From time to time, we’ve had a chuckle in this column about ‘the Youth’ about politicians, social entrepreneurs, corporate figures all being anxious to target ‘the Youth’. And the fact that it always makes me think of one harassed young person being chased down by a baying crowd of people, all anxious to talk to him or her.
Once marketing category that finds it hard to get beyond the first base with young people is banking. There are many reasons for this, and I am sure we can all cite a few. My observation is that banks lack the ability to demonstrate genuine empathy towards young people. And they lack the patience, in marketing terms, to pursue young people through the twist and turns of their development into young adults.

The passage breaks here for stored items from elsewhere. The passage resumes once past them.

// First-person camera
//
// Camera model:
//   - The eye sits at the player position (the position already is eye level)
//   - The look target is one unit along the full 3D forward (pitch included)
//   - No state of its own besides projection parameters; the view is
//     re-derived from the Player every frame after locomotion runs

use glam::{Mat4, Vec3};
use super::player::Player;

/// Eye position and look target for one frame.
#[derive(Debug, Clone, Copy, PartialEq)]
pub struct CameraView {
    pub position: Vec3,
    pub target: Vec3,
}

impl CameraView {
    pub fn from_player(player: &Player) -> Self {
        Self {
            position: player.position,
            target: player.position + player.forward(),
        }
    }

    pub fn view_matrix(&self) -> Mat4 {
        Mat4::look_at_rh(self.position, self.target, Vec3::Y)
    }
}

pub struct FirstPersonCamera {
    /// Vertical field of view in degrees
    pub fov: f32,
    pub near: f32,
    pub far: f32,
}

impl FirstPersonCamera {
    pub fn new(fov: f32) -> Self {
        Self {
            fov,
            near: 0.1,
            far: 200.0,
        }
    }

    /// Perspective projection matrix.
    pub fn projection_matrix(&self, aspect: f32) -> Mat4 {
        Mat4::perspective_rh(self.fov.to_radians(), aspect, self.near, self.far)
    }

    /// Combined view-projection matrix ready to upload to the GPU.
    pub fn view_projection(&self, view: &CameraView, aspect: f32) -> Mat4 {
        self.projection_matrix(aspect) * view.view_matrix()
    }
}
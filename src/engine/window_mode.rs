// Window mode switching (windowed / borderless / exclusive fullscreen).
//
// The settings menu and F11 only change the *requested* mode. The host
// applies it to the OS window once per change via `take_pending()`.

use winit::dpi::{PhysicalPosition, PhysicalSize};
use winit::window::{Fullscreen, Window};

#[derive(Debug, Clone, Copy, PartialEq, Eq, Default)]
pub enum WindowMode {
    #[default]
    Windowed,
    Borderless,
    Exclusive,
}

impl WindowMode {
    pub const ALL: [WindowMode; 3] = [WindowMode::Windowed, WindowMode::Borderless, WindowMode::Exclusive];

    pub fn label(self) -> &'static str {
        match self {
            WindowMode::Windowed => "Windowed",
            WindowMode::Borderless => "Borderless Fullscreen",
            WindowMode::Exclusive => "Exclusive Fullscreen",
        }
    }
}

/// Requested vs applied window mode.
#[derive(Debug, Clone)]
pub struct WindowModeState {
    requested: WindowMode,
    applied: WindowMode,
}

impl WindowModeState {
    /// The window starts out in `initial`; nothing is pending.
    pub fn new(initial: WindowMode) -> Self {
        Self {
            requested: initial,
            applied: initial,
        }
    }

    pub fn requested(&self) -> WindowMode { self.requested }
    pub fn applied(&self) -> WindowMode { self.applied }

    pub fn request(&mut self, mode: WindowMode) {
        self.requested = mode;
    }

    /// F11: windowed <-> borderless. Exclusive drops back to windowed.
    pub fn toggle_borderless(&mut self) {
        self.requested = match self.requested {
            WindowMode::Windowed => WindowMode::Borderless,
            WindowMode::Borderless | WindowMode::Exclusive => WindowMode::Windowed,
        };
    }

    /// The mode to apply, once per change. Marks it applied.
    pub fn take_pending(&mut self) -> Option<WindowMode> {
        if self.requested == self.applied {
            return None;
        }
        self.applied = self.requested;
        Some(self.applied)
    }
}

/// Apply `mode` to the OS window. Returns the mode actually in effect.
pub fn apply_window_mode(window: &Window, mode: WindowMode, default_size: (u32, u32)) -> WindowMode {
    log::info!("applying window mode: {}", mode.label());

    let monitor = window.current_monitor();
    if let Some(m) = &monitor {
        let size = m.size();
        log::info!("monitor {:?}: {}x{}", m.name(), size.width, size.height);
    }

    // Leave any fullscreen state first
    window.set_fullscreen(None);

    match mode {
        WindowMode::Windowed => {}
        WindowMode::Borderless => {
            window.set_fullscreen(Some(Fullscreen::Borderless(monitor)));
            return mode;
        }
        WindowMode::Exclusive => {
            let video_mode = monitor.as_ref().and_then(|m| {
                m.video_modes().max_by_key(|v| {
                    let size = v.size();
                    (size.width * size.height, v.refresh_rate_millihertz())
                })
            });
            match video_mode {
                Some(video_mode) => {
                    window.set_fullscreen(Some(Fullscreen::Exclusive(video_mode)));
                    return mode;
                }
                None => log::warn!("no exclusive video mode available, falling back to windowed"),
            }
        }
    }

    window.set_decorations(true);
    window.set_resizable(true);
    let (width, height) = default_size;
    let _ = window.request_inner_size(PhysicalSize::new(width, height));
    if let Some(m) = monitor {
        let origin = m.position();
        let size = m.size();
        let x = origin.x + (size.width as i32 - width as i32) / 2;
        let y = origin.y + (size.height as i32 - height as i32) / 2;
        window.set_outer_position(PhysicalPosition::new(x, y));
    }
    WindowMode::Windowed
}

#[cfg(test)]
mod tests {
    use super::*;

    #[test]
    fn nothing_pending_initially() {
        let mut state = WindowModeState::new(WindowMode::Windowed);
        assert_eq!(state.take_pending(), None);
    }

    #[test]
    fn toggle_cycles_windowed_and_borderless() {
        let mut state = WindowModeState::new(WindowMode::Windowed);
        state.toggle_borderless();
        assert_eq!(state.requested(), WindowMode::Borderless);
        assert_eq!(state.applied(), WindowMode::Windowed);
        assert_eq!(state.take_pending(), Some(WindowMode::Borderless));
        assert_eq!(state.take_pending(), None);

        state.toggle_borderless();
        assert_eq!(state.take_pending(), Some(WindowMode::Windowed));
    }

    #[test]
    fn toggle_from_exclusive_returns_to_windowed() {
        let mut state = WindowModeState::new(WindowMode::Windowed);
        state.request(WindowMode::Exclusive);
        assert_eq!(state.take_pending(), Some(WindowMode::Exclusive));
        state.toggle_borderless();
        assert_eq!(state.take_pending(), Some(WindowMode::Windowed));
    }

    #[test]
    fn request_and_revert_before_apply_is_a_no_op() {
        let mut state = WindowModeState::new(WindowMode::Windowed);
        state.request(WindowMode::Borderless);
        state.request(WindowMode::Windowed);
        assert_eq!(state.take_pending(), None);
    }
}
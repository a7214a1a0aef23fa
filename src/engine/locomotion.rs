// Locomotion strategies for the first-person player.
//
// Each frame exactly one strategy mutates the Player: Walking (gravity,
// jump, box collision, ground-snap) or Noclip (free flight, no collision).
// Both run the look step first.

use glam::{Vec2, Vec3};

use super::collision::{self, CollisionBox};
use super::player::{right_of, LocomotionMode, Player};

// ============================================================================
// CONSTANTS
// ============================================================================

/// Feet this close above the floor level count as touching it.
pub const FLOOR_TOLERANCE: f32 = 0.05;
/// Ground-snap band relative to an obstacle top: [top - BELOW, top + ABOVE].
pub const SNAP_BAND_BELOW: f32 = 0.5;
pub const SNAP_BAND_ABOVE: f32 = 0.05;
/// Vertical speeds at or below this count as falling or resting.
pub const RESTING_VELOCITY: f32 = 0.01;

// ============================================================================
// INPUT & CONFIG
// ============================================================================

/// One frame of player input, already decoupled from the windowing layer.
///
/// `jump` and `toggle_mode` are edge-triggered: true only on the frame the
/// key went down. Everything else reflects keys currently held.
#[derive(Debug, Clone, Copy, Default)]
pub struct PlayerInput {
    pub forward: bool,
    pub backward: bool,
    pub left: bool,
    pub right: bool,
    pub up: bool,
    pub down: bool,
    pub sprint: bool,
    pub jump: bool,
    pub toggle_mode: bool,
    /// Raw mouse motion this frame (x right, y down).
    pub mouse_delta: Vec2,
}

/// Tuning for both locomotion modes.
#[derive(Debug, Clone, PartialEq)]
pub struct MovementConfig {
    /// Walking speed (units/second).
    pub move_speed: f32,
    /// Degrees of rotation per pixel of mouse motion.
    pub mouse_sensitivity: f32,
    /// Downward acceleration (units/second²).
    pub gravity: f32,
    /// Upward velocity set on jump (units/second).
    pub jump_force: f32,
    /// Height of the world floor.
    pub floor_level: f32,
    pub walk_sprint_multiplier: f32,
    pub noclip_sprint_multiplier: f32,
    /// Noclip base speed relative to `move_speed`.
    pub noclip_speed_scale: f32,
}

impl Default for MovementConfig {
    fn default() -> Self {
        Self {
            move_speed: 7.0,
            mouse_sensitivity: 0.1,
            gravity: 20.0,
            jump_force: 8.0,
            floor_level: 0.0,
            walk_sprint_multiplier: 2.0,
            noclip_sprint_multiplier: 2.5,
            noclip_speed_scale: 1.5,
        }
    }
}

// ============================================================================
// STRATEGIES
// ============================================================================

/// Per-frame update for one locomotion mode.
pub trait Locomotion {
    /// Advance `player` by `dt` seconds. Returns the number of obstacle
    /// collision tests performed.
    fn update(
        &self,
        player: &mut Player,
        input: &PlayerInput,
        obstacles: &[CollisionBox],
        config: &MovementConfig,
        dt: f32,
    ) -> usize;
}

pub struct Walking;
pub struct Noclip;

impl LocomotionMode {
    pub fn locomotion(self) -> &'static dyn Locomotion {
        match self {
            LocomotionMode::Walking => &Walking,
            LocomotionMode::Noclip => &Noclip,
        }
    }
}

impl Locomotion for Noclip {
    fn update(
        &self,
        player: &mut Player,
        input: &PlayerInput,
        _obstacles: &[CollisionBox],
        config: &MovementConfig,
        dt: f32,
    ) -> usize {
        player.apply_look(input.mouse_delta, config.mouse_sensitivity);

        let forward = player.forward();
        let right = right_of(forward);

        let mut move_dir = Vec3::ZERO;
        if input.forward { move_dir += forward; }
        if input.backward { move_dir -= forward; }
        if input.right { move_dir += right; }
        if input.left { move_dir -= right; }
        if input.up { move_dir += Vec3::Y; }
        if input.down { move_dir -= Vec3::Y; }

        let mut speed = config.move_speed * config.noclip_speed_scale;
        if input.sprint {
            speed *= config.noclip_sprint_multiplier;
        }

        if move_dir.length_squared() > 0.0 {
            player.position += move_dir.normalize() * speed * dt;
        }

        player.velocity = Vec3::ZERO;
        player.grounded = false;
        0
    }
}

impl Locomotion for Walking {
    fn update(
        &self,
        player: &mut Player,
        input: &PlayerInput,
        obstacles: &[CollisionBox],
        config: &MovementConfig,
        dt: f32,
    ) -> usize {
        player.apply_look(input.mouse_delta, config.mouse_sensitivity);

        // --- Horizontal intent (pitch ignored) ---
        let forward = player.flat_forward();
        let right = right_of(forward);

        let mut move_dir = Vec3::ZERO;
        if input.forward { move_dir += forward; }
        if input.backward { move_dir -= forward; }
        if input.right { move_dir += right; }
        if input.left { move_dir -= right; }

        if move_dir.length_squared() > 0.0 {
            move_dir = move_dir.normalize();
        }

        let mut speed = config.move_speed;
        if input.sprint {
            speed *= config.walk_sprint_multiplier;
        }

        player.velocity.x = move_dir.x * speed;
        player.velocity.z = move_dir.z * speed;

        // --- Gravity, then jump ---
        if !player.grounded {
            player.velocity.y -= config.gravity * dt;
        }

        if input.jump && player.grounded {
            player.velocity.y = config.jump_force;
            player.grounded = false;
        }

        // --- Horizontal move + push-out, obstacles in order ---
        let mut candidate = player.position;
        candidate.x += player.velocity.x * dt;
        candidate.z += player.velocity.z * dt;

        let mut checks = 0;
        for obstacle in obstacles {
            checks += 1;
            if collision::should_resolve_horizontally(candidate, player.radius, player.height, obstacle) {
                candidate = collision::resolve_push_out(candidate, player.radius, obstacle);
            }
        }

        // --- Vertical move ---
        candidate.y += player.velocity.y * dt;

        // --- Ground-snap: highest supporting surface wins ---
        let falling_or_resting = player.velocity.y <= RESTING_VELOCITY;
        let feet_y = candidate.y - player.height;

        let mut ground: Option<f32> = None;
        if feet_y <= config.floor_level + FLOOR_TOLERANCE {
            ground = Some(config.floor_level);
        }

        for obstacle in obstacles {
            checks += 1;
            let bounds = obstacle.bounds();
            if !bounds.footprint_overlaps(candidate, player.radius) {
                continue;
            }
            let top = bounds.max.y;
            let in_band = feet_y <= top + SNAP_BAND_ABOVE && feet_y >= top - SNAP_BAND_BELOW;
            if in_band && falling_or_resting {
                ground = Some(ground.map_or(top, |g| g.max(top)));
            }
        }

        match ground {
            Some(ground_y) if falling_or_resting => {
                if !player.grounded {
                    log::debug!("landed at y={ground_y:.2}");
                }
                candidate.y = ground_y + player.height;
                player.velocity.y = 0.0;
                player.grounded = true;
            }
            _ => player.grounded = false,
        }

        player.position = candidate;
        checks
    }
}
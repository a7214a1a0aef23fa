// Axis-aligned box collision for the first-person player.
//
// The player is treated as an upright box: half-width = radius on X/Z,
// top at the eye position, bottom `height` below it. Obstacles are static
// boxes given by center + full extent. Everything here is stateless.

use glam::Vec3;

/// Feet within this distance below a box top count as "standing on it"
/// and are left to ground-snap instead of being pushed sideways.
pub const STEP_ON_TOLERANCE: f32 = 0.1;

// ============================================================================
// SHAPES
// ============================================================================

/// Static obstacle: center position and full size (width, height, depth).
#[derive(Debug, Clone, Copy, PartialEq)]
pub struct CollisionBox {
    pub position: Vec3,
    pub size: Vec3,
    /// RGB, only read by the renderer.
    pub color: [f32; 3],
}

impl CollisionBox {
    pub fn new(position: Vec3, size: Vec3, color: [f32; 3]) -> Self {
        Self { position, size, color }
    }

    pub fn bounds(&self) -> BoundingBox {
        BoundingBox::from_center_size(self.position, self.size)
    }
}

/// Min/max corners. Derived on demand, never stored on obstacles.
#[derive(Debug, Clone, Copy, PartialEq)]
pub struct BoundingBox {
    pub min: Vec3,
    pub max: Vec3,
}

impl BoundingBox {
    pub fn from_center_size(center: Vec3, size: Vec3) -> Self {
        let half = size / 2.0;
        Self {
            min: center - half,
            max: center + half,
        }
    }

    /// Box approximation of the player's cylinder, hanging below the eye.
    pub fn player(eye: Vec3, radius: f32, height: f32) -> Self {
        Self {
            min: Vec3::new(eye.x - radius, eye.y - height, eye.z - radius),
            max: Vec3::new(eye.x + radius, eye.y, eye.z + radius),
        }
    }

    /// Inclusive overlap on all three axes.
    pub fn intersects(&self, other: &BoundingBox) -> bool {
        self.min.x <= other.max.x
            && self.max.x >= other.min.x
            && self.min.y <= other.max.y
            && self.max.y >= other.min.y
            && self.min.z <= other.max.z
            && self.max.z >= other.min.z
    }

    /// Strict X/Z footprint overlap against a circle-as-square of `radius` at `pos`.
    pub fn footprint_overlaps(&self, pos: Vec3, radius: f32) -> bool {
        pos.x + radius > self.min.x
            && pos.x - radius < self.max.x
            && pos.z + radius > self.min.z
            && pos.z - radius < self.max.z
    }
}

// ============================================================================
// QUERIES
// ============================================================================

/// Full 3D overlap between the player box and an obstacle.
pub fn overlaps(eye: Vec3, radius: f32, height: f32, obstacle: &CollisionBox) -> bool {
    BoundingBox::player(eye, radius, height).intersects(&obstacle.bounds())
}

/// Whether the obstacle should push the player sideways this frame.
///
/// False when the footprints don't touch, when the feet are at or above the
/// top minus [`STEP_ON_TOLERANCE`] (standing on it), or when the eye is
/// below the bottom of the box.
pub fn should_resolve_horizontally(
    eye: Vec3,
    radius: f32,
    height: f32,
    obstacle: &CollisionBox,
) -> bool {
    let bounds = obstacle.bounds();

    if !bounds.footprint_overlaps(eye, radius) {
        return false;
    }

    let feet_y = eye.y - height;
    if feet_y >= bounds.max.y - STEP_ON_TOLERANCE {
        return false;
    }

    if eye.y < bounds.min.y {
        return false;
    }

    true
}

/// Push the player out of an obstacle along a single horizontal axis.
///
/// Per axis the signed overlap of smaller magnitude is the candidate; of the
/// X and Z candidates, the smaller one is applied. Ties go to Z.
pub fn resolve_push_out(eye: Vec3, radius: f32, obstacle: &CollisionBox) -> Vec3 {
    let bounds = obstacle.bounds();

    let enter_neg_x = (eye.x + radius) - bounds.min.x;
    let enter_pos_x = bounds.max.x - (eye.x - radius);
    let enter_neg_z = (eye.z + radius) - bounds.min.z;
    let enter_pos_z = bounds.max.z - (eye.z - radius);

    let push_x = if enter_neg_x < enter_pos_x { -enter_neg_x } else { enter_pos_x };
    let push_z = if enter_neg_z < enter_pos_z { -enter_neg_z } else { enter_pos_z };

    let mut resolved = eye;
    if push_x.abs() < push_z.abs() {
        resolved.x += push_x;
    } else {
        resolved.z += push_z;
    }
    resolved
}

#[cfg(test)]
mod tests {
    use super::*;

    const RADIUS: f32 = 0.3;
    const HEIGHT: f32 = 1.8;

    fn center_cube() -> CollisionBox {
        CollisionBox::new(Vec3::new(0.0, 1.0, 0.0), Vec3::splat(2.0), [1.0, 0.0, 0.0])
    }

    #[test]
    fn bounds_are_center_plus_minus_half_size() {
        let b = CollisionBox::new(Vec3::new(3.0, 0.5, -3.0), Vec3::new(0.5, 1.0, 0.5), [0.0; 3]);
        let bounds = b.bounds();
        assert_eq!(bounds.min, Vec3::new(2.75, 0.0, -3.25));
        assert_eq!(bounds.max, Vec3::new(3.25, 1.0, -2.75));
    }

    #[test]
    fn player_box_hangs_below_eye() {
        let b = BoundingBox::player(Vec3::new(1.0, 1.8, 2.0), RADIUS, HEIGHT);
        assert!(b.min.abs_diff_eq(Vec3::new(0.7, 0.0, 1.7), 1e-6));
        assert!(b.max.abs_diff_eq(Vec3::new(1.3, 1.8, 2.3), 1e-6));
    }

    #[test]
    fn overlap_detects_touching_and_separated() {
        let cube = center_cube();
        assert!(overlaps(Vec3::new(0.0, 1.8, 0.0), RADIUS, HEIGHT, &cube));
        assert!(overlaps(Vec3::new(1.29, 1.8, 0.0), RADIUS, HEIGHT, &cube));
        assert!(!overlaps(Vec3::new(1.31, 1.8, 0.0), RADIUS, HEIGHT, &cube));
        // Feet well above the top
        assert!(!overlaps(Vec3::new(0.0, 4.0, 0.0), RADIUS, HEIGHT, &cube));
    }

    #[test]
    fn no_horizontal_resolution_without_footprint_overlap() {
        let cube = center_cube();
        assert!(!should_resolve_horizontally(Vec3::new(1.35, 1.8, 0.0), RADIUS, HEIGHT, &cube));
        assert!(!should_resolve_horizontally(Vec3::new(0.0, 1.8, -1.5), RADIUS, HEIGHT, &cube));
    }

    #[test]
    fn standing_on_top_is_not_pushed() {
        let cube = center_cube();
        // Feet exactly on the top
        assert!(!should_resolve_horizontally(Vec3::new(0.9, 3.8, 0.0), RADIUS, HEIGHT, &cube));
        // Feet just inside the tolerance band
        assert!(!should_resolve_horizontally(Vec3::new(0.9, 3.75, 0.0), RADIUS, HEIGHT, &cube));
    }

    #[test]
    fn feet_below_tolerance_are_pushed() {
        let cube = center_cube();
        assert!(should_resolve_horizontally(Vec3::new(1.2, 3.6, 0.0), RADIUS, HEIGHT, &cube));
        assert!(should_resolve_horizontally(Vec3::new(1.2, 1.8, 0.0), RADIUS, HEIGHT, &cube));
    }

    #[test]
    fn eye_below_box_bottom_is_not_pushed() {
        let floating = CollisionBox::new(Vec3::new(0.0, 5.0, 0.0), Vec3::splat(2.0), [0.0; 3]);
        assert!(!should_resolve_horizontally(Vec3::new(0.5, 1.8, 0.0), RADIUS, HEIGHT, &floating));
    }

    #[test]
    fn push_out_along_shallow_x_leaves_z_alone() {
        let cube = center_cube();
        let resolved = resolve_push_out(Vec3::new(1.2, 1.8, 0.25), RADIUS, &cube);
        assert!((resolved.x - 1.3).abs() < 1e-5);
        assert_eq!(resolved.y, 1.8);
        assert_eq!(resolved.z, 0.25);
    }

    #[test]
    fn push_out_picks_negative_direction_from_min_side() {
        let cube = center_cube();
        let resolved = resolve_push_out(Vec3::new(0.2, 1.8, -1.1), RADIUS, &cube);
        assert_eq!(resolved.x, 0.2);
        assert!((resolved.z - -1.3).abs() < 1e-5);
    }

    #[test]
    fn push_out_is_single_axis_at_corners() {
        let cube = center_cube();
        // X overlap 0.1, Z overlap 0.2: only X moves
        let resolved = resolve_push_out(Vec3::new(1.2, 1.8, 1.1), RADIUS, &cube);
        assert!((resolved.x - 1.3).abs() < 1e-5);
        assert_eq!(resolved.z, 1.1);
    }

    #[test]
    fn equal_penetration_pushes_along_z() {
        let cube = center_cube();
        // X and Z overlap are both 0.1
        let resolved = resolve_push_out(Vec3::new(1.2, 1.8, 1.2), RADIUS, &cube);
        assert_eq!(resolved.x, 1.2);
        assert_eq!(resolved.y, 1.8);
        assert!((resolved.z - 1.3).abs() < 1e-5);
    }
}
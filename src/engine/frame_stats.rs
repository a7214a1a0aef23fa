// Rolling frame-time statistics for the F3 debug panel.

use std::collections::VecDeque;

/// Frames kept for rolling statistics (~2 seconds at 60 fps).
pub const HISTORY_SIZE: usize = 120;

/// Rolling frame-time statistics for the F3 panel.
///
/// Frame times are stored in milliseconds. Every FPS figure is derived
/// from a frame time and reads 0 when that frame time is not positive.
#[derive(Debug, Clone, Default)]
pub struct FrameStats {
    history: VecDeque<f32>,

    pub current_fps: f32,
    pub avg_fps: f32,
    /// From the slowest frame in the window.
    pub min_fps: f32,
    /// From the fastest frame in the window.
    pub max_fps: f32,

    pub current_frame_ms: f32,
    pub avg_frame_ms: f32,
    pub min_frame_ms: f32,
    pub max_frame_ms: f32,

    pub frame_count: u64,
    pub total_time: f64,
}

impl FrameStats {
    pub fn new() -> Self {
        Self {
            history: VecDeque::with_capacity(HISTORY_SIZE + 1),
            ..Default::default()
        }
    }

    /// Record one frame that took `dt` seconds.
    pub fn record(&mut self, dt: f32) {
        self.current_frame_ms = dt * 1000.0;
        self.current_fps = if dt > 0.0 { 1.0 / dt } else { 0.0 };

        self.history.push_back(self.current_frame_ms);
        if self.history.len() > HISTORY_SIZE {
            self.history.pop_front();
        }

        let sum: f32 = self.history.iter().sum();
        self.min_frame_ms = self.history.iter().copied().fold(f32::INFINITY, f32::min);
        self.max_frame_ms = self.history.iter().copied().fold(0.0, f32::max);
        self.avg_frame_ms = sum / self.history.len() as f32;

        self.avg_fps = fps_from_ms(self.avg_frame_ms);
        self.min_fps = fps_from_ms(self.max_frame_ms);
        self.max_fps = fps_from_ms(self.min_frame_ms);

        self.frame_count += 1;
        self.total_time += dt as f64;
    }

    pub fn reset(&mut self) {
        *self = Self::new();
    }

    /// Oldest first.
    pub fn history(&self) -> impl Iterator<Item = f32> + '_ {
        self.history.iter().copied()
    }

    pub fn history_len(&self) -> usize {
        self.history.len()
    }
}

fn fps_from_ms(ms: f32) -> f32 {
    if ms > 0.0 { 1000.0 / ms } else { 0.0 }
}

Banks succeed in so many other areas of commercial endeavour that youth marketing stands out as their Achilles heel. So I thought I would share a youth banking approach from Africa that is showing signs of success. Here, I define success as attracting and keeping the interest of young people. And turning that into business.
The example is from South Africa. But as it involves the creation of a Youth Portal (a broad and capable gateway to Internet engagement), I expect the brand owner to broaden its geographical scope in due course. The brand is Standard Bank.
As with all professional marketing activities, the Bank began with defining their target audience as tightly as possible. They wanted to engage 16-22 year olds who are ‘always on’ (the Web). Who live what we call a connected lifestyle, and whose focus is all about themselves – their dreams, goals and lifestyle. Then the Bank bravely went out to discover what this group thought about banking. And discovered that they see banking as business focused, product obsessed, serious, intimidating and dull.
But the most important insight that the Bank and its digital agency Aquaonline came up with was the lack of any sense of urgency about beginning the financial journey. Banks love to talk about lifetime relationships and cradle to grave solutions. But the overwhelming reaction from young connected people was:
‘Not for me … not now.’
In my view the Agency did the bank two great services in tackling this challenge.
Firstly they counseled the Bank against trying to be trendy. My goodness, how often do we see that in African bank advertising? Ads with young people and slang headlines; but a great big Bank logo bottom right. And the trouble with trends is, they change faster than Banks can.
‘Don't be trendy,’ they said, ‘be a Bank.’ ‘Don't be the embarrassing Dad at the disco, be the kind of Dad (or Mum) everyone hopes for … a life coach.’ Make the focus life stage, and not your product offering.
The second service they did was to create a truly capable Internet platform for the Bank. One that thought ahead, and was capable of being adhesive. By which I mean sticking to a young person as they develop their life path. Take a look at: http://studentachiever.standardbank.co.za
As you do, understand that the breakthrough thought behind the site was ‘Utilitainment’, which I think is very clever indeed. Utilitainment being defined as something intrinsically very useful, while being extrinsically very entertaining.
Basically the site is a Youth Channel, which offers content, coaching and utilities that permit young people to create a roadmap for their life goals. Technologically it combines Social Media, Web, and Mobile seamlessly. And perhaps most importantly it has a CRM capability. Basically this means that it collects data to enrich the Customer Relationship. A feature that is rare in African websites, but standard on many global ones.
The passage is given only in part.